Die demographische Entwicklung im Kanton Bern mit heute über einem Viertel (27,6%) der ständigen Wohnbevölkerung über 59 Jahren mit zunehmender Tendenz lässt die Alterspolitik und ihre Umsetzung wichtiger denn je erscheinen. Pro Senior Bern* als Scharnier zwischen der älteren Bevölkerung und kommunalen Behörden sowie Fachleuten und Organisationen aus dem Altersbereich verschaffte sich zwischen 31. Januar und 30. April 2021 durch eine elektronische Umfrage eine Übersicht über die aktuelle Organisation der Altersarbeit in den bernischen Einwohnergemeinden. Der Rücklauf von fast 80 Prozent (79,35%) fiel erfreulich hoch aus. Ausgewiesen nach den eingegangenen Antworten für jeden der zehn Verwaltungskreise kann damit eine immer wieder angesprochene Lücke mit aktuellem Datenmaterial geschlossen werden.
Die Hauptaussagen
«Insgesamt lässt sich sagen, dass es in der Alterspolitik und -arbeit im ganzen Kantonsgebiet keine blinden Flecke gibt», fasst Projektleiter Jürg E. Bartlome zusammen. 199 Gemeinden (74%) verfügen über ein Altersleitbild, welches vereinzelt auch Alters- und Generationenleitbild genannt wird. «Hingegen gibt es Unterschiede zwischen den Antworten aus den verschiedenen Verwaltungskreisen.» Dies unter anderem im Bereich der Umsetzungskompetenz und des Budgets. Aus organisatorischen Gründen fällt der Berner Jura mit relativ tiefen Prozentzahlen bei der Beantwortung der gestellten Fragen etwas aus dem Rahmen. Dies erklärt sich aus dem Umstand, dass die Organisation «Jura bernois.Bienne» mit ihrer «Commission politique 3e âge» eine koordinierende Rolle übernommen hat.

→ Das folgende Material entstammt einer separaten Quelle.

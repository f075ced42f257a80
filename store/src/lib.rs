//! Abstract storage traits for the Tidal ledger.
//!
//! Storage backends implement these traits; the ledger and bridge crates
//! depend only on the traits and serialize their own types.

pub mod error;
pub mod ledger;

pub use error::StoreError;
pub use ledger::LedgerStore;
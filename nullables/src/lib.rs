//! Nullable infrastructure for deterministic testing.
//!
//! External dependencies (clock, message channel, storage) are abstracted
//! behind traits. This crate provides test-friendly implementations that:
//! - Return deterministic values
//! - Can be controlled programmatically
//! - Never touch the filesystem or network
//!
//! Usage: swap real implementations for nullables in tests.

pub mod channel;
pub mod clock;
pub mod store;

pub use channel::NullChannel;
pub use clock::NullClock;
pub use store::NullLedgerStore;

Im Normalfall ist mit der Umsetzung der Gemeinderat beauftragt (60%), der in (nur) 16% von einer oder einem Altersbeauftragten unterstützt wird. Zusammen genommen macht dies wiederum rund drei Viertel aus (76%).

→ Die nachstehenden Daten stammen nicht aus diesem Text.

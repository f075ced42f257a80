use thiserror::Error;
use tidal_types::ChainId;

#[derive(Debug, Error)]
pub enum NodeError {
    #[error("ledger error: {0}")]
    Ledger(#[from] tidal_accrual::LedgerError),

    #[error("bridge error: {0}")]
    Bridge(#[from] tidal_bridge::BridgeError),

    #[error("vault error: {0}")]
    Vault(#[from] tidal_vault::VaultError),

    #[error("store error: {0}")]
    Store(#[from] tidal_store::StoreError),

    #[error("serialization error: {0}")]
    Serialization(String),

    #[error("config error: {0}")]
    Config(String),

    #[error("{0} is not running")]
    ChainStopped(ChainId),

    #[error("runtime error: {0}")]
    Runtime(String),

    #[error("IO error: {0}")]
    Io(#[from] std::io::Error),
}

- Bei den Altersbeauftragten fallen Biel/Bienne mit 38 Prozent und das Seeland mit 39 Prozent durch eine mehr als doppelt so hohe Zahl wie der kantonale Durchschnitt auf.

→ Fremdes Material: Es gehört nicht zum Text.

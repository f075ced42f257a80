//! Timestamp type and clock abstraction.
//!
//! Timestamps are Unix epoch seconds (UTC). Each chain reads time from its own
//! [`Clock`]; clocks of different chains are never assumed to agree.

use serde::{Deserialize, Serialize};
use std::fmt;
use std::time::{SystemTime, UNIX_EPOCH};

/// A Unix timestamp in seconds since epoch (UTC).
#[derive(Clone, Copy, Debug, Default, PartialEq, Eq, PartialOrd, Ord, Hash, Serialize, Deserialize)]
pub struct Timestamp(u64);

impl Timestamp {
    /// The epoch (time zero).
    pub const EPOCH: Self = Self(0);

    pub fn new(secs: u64) -> Self {
        Self(secs)
    }

    /// Get the current system time as a `Timestamp`.
    pub fn now() -> Self {
        let secs = SystemTime::now()
            .duration_since(UNIX_EPOCH)
            .map(|d| d.as_secs())
            .unwrap_or(0);
        Self(secs)
    }

    pub fn as_secs(&self) -> u64 {
        self.0
    }

    /// Seconds elapsed since this timestamp (relative to `now`), zero if `now` is earlier.
    pub fn elapsed_since(&self, now: Timestamp) -> u64 {
        now.0.saturating_sub(self.0)
    }
}

impl fmt::Display for Timestamp {
    fn fmt(&self, f: &mut fmt::Formatter<'_>) -> fmt::Result {
        write!(f, "{}s", self.0)
    }
}

/// Source of the current time for one chain.
pub trait Clock: Send + Sync {
    fn now(&self) -> Timestamp;
}

/// Wall-clock time.
#[derive(Clone, Copy, Debug, Default)]
pub struct SystemClock;

impl Clock for SystemClock {
    fn now(&self) -> Timestamp {
        Timestamp::now()
    }
}
//! Consumed-nonce tracking for one source chain.

use serde::{Deserialize, Serialize};
use std::collections::BTreeSet;

/// Nonces already credited from one source.
///
/// Sources number their messages 0, 1, 2, ... so almost every consumed
/// nonce sits below `watermark`. Only nonces delivered ahead of a gap are
/// kept individually.
#[derive(Clone, Debug, Default, PartialEq, Eq, Serialize, Deserialize)]
pub struct ConsumedNonces {
    /// Every nonce below this has been consumed.
    watermark: u64,
    /// Consumed nonces at or above the watermark.
    sparse: BTreeSet<u64>,
}

impl ConsumedNonces {
    pub fn new() -> Self {
        Self::default()
    }

    pub fn contains(&self, nonce: u64) -> bool {
        nonce < self.watermark || self.sparse.contains(&nonce)
    }

    /// Mark `nonce` consumed. Returns false if it already was.
    pub fn insert(&mut self, nonce: u64) -> bool {
        if self.contains(nonce) {
            return false;
        }
        self.sparse.insert(nonce);
        while self.watermark < u64::MAX && self.sparse.remove(&self.watermark) {
            self.watermark += 1;
        }
        true
    }

    pub fn watermark(&self) -> u64 {
        self.watermark
    }

    /// Nonces held individually because a lower one is still outstanding.
    pub fn sparse_len(&self) -> usize {
        self.sparse.len()
    }

    pub fn len(&self) -> u64 {
        self.watermark.saturating_add(self.sparse.len() as u64)
    }

    pub fn is_empty(&self) -> bool {
        self.len() == 0
    }
}

#[cfg(test)]
mod tests {
    use super::*;

    #[test]
    fn in_order_nonces_collapse_into_the_watermark() {
        let mut consumed = ConsumedNonces::new();
        for nonce in 0..100 {
            assert!(consumed.insert(nonce));
        }
        assert_eq!(consumed.watermark(), 100);
        assert_eq!(consumed.sparse_len(), 0);
        assert_eq!(consumed.len(), 100);
        assert!(consumed.contains(42));
        assert!(!consumed.contains(100));
    }

    #[test]
    fn gap_holds_later_nonces_until_filled() {
        let mut consumed = ConsumedNonces::new();
        assert!(consumed.insert(2));
        assert!(consumed.insert(1));
        assert_eq!(consumed.watermark(), 0);
        assert_eq!(consumed.sparse_len(), 2);
        assert!(!consumed.contains(0));

        assert!(consumed.insert(0));
        assert_eq!(consumed.watermark(), 3);
        assert_eq!(consumed.sparse_len(), 0);
    }

    #[test]
    fn second_insert_is_refused() {
        let mut consumed = ConsumedNonces::new();
        assert!(consumed.insert(0));
        assert!(!consumed.insert(0));
        assert!(consumed.insert(7));
        assert!(!consumed.insert(7));
        assert_eq!(consumed.len(), 2);
    }

    #[test]
    fn last_nonce_stays_sparse() {
        let mut consumed = ConsumedNonces::new();
        assert!(consumed.insert(u64::MAX));
        assert!(consumed.contains(u64::MAX));
        assert!(!consumed.insert(u64::MAX));
        assert_eq!(consumed.watermark(), 0);
    }
}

- In 6 Gemeinden (2%) arbeitet auch ein Seniorenrat oder -verein mit. Ihre verschwindend kleine Zahl ist der deutliche Ausnahmefall.
Das restliche Viertel (24%) hat andere Lösungen gefunden und beauftragt eine der nachfolgend genannten Instanzen. Nur der Verwaltungskreis Obersimmental-Saanen kennt keine Beauftragung anderer Instanzen. Über dem Durschnitt liegen die Verwaltungskreise Bern-Mittelland (29%), Oberaargau (31%) und Thun (35%).
- In vielen Gemeinden gibt es eine Sozialkommission, die die Geschäfte des Sozialdepartements vorberät. Einzelne Gemeinden kennen auch Fachkommissionen für Seniorenfragen. Je nach Gemeinde ist der strategische Bereich jedoch aus der Kompetenz der Kommissionen ausgeschlossen; die Aufgaben sind in diesem Fall auf die rein operative Umsetzung der Alterspolitik beschränkt.
- Stark verankert sind Zusammenarbeitsformen in der Altersarbeit, insbesondere mit den Kirchen und den Gemeinnützigen Frauenvereinen. Auch schliessen sich benachbarte Gemeinden für die Altersarbeit und insbesondere für Sozialdienstaufgaben gerne zusammen, meist ohne gleich formell eine Region zu bilden.
- In 20 Gemeinden bestehen Kompetenzzentren, in 5 weiteren arbeiten sie mit Seniorenvereinen zusammen. Die insgesamt 25 Kompetenzzentren erleichtern die Zusammenarbeit unter den Akteuren in der Altersarbeit. Meist sind dabei vertreten Delegationen der politischen Behörde, der Altersheime/Spitäler und der Ärzteschaft, der Kirchen, der SPITEX und der Pro Senectute sowie insbesondere auch mehrere Seniorinnen und Senioren.
- Zahlreich ist der Zusammenschluss zu formellen Regionen. Diese nehmen in erster Linie strategische Aufgaben wahr, während die Umsetzung der Altersleitbilder meist bei den angeschlossenen Gemeinden verbleibt. Einzelne Regionen sind aus der Zusammenarbeit mit dem Programm socius der Age-Stiftung entstanden und gestärkt worden. 68 Prozent sind Mitglied einer Regionalkonferenz.
43 Prozent der antwortenden Gemeinden nutzen das Instrument Leistungsvertrag mit den beauftragten Instanzen oder den Regionalkonferenzen.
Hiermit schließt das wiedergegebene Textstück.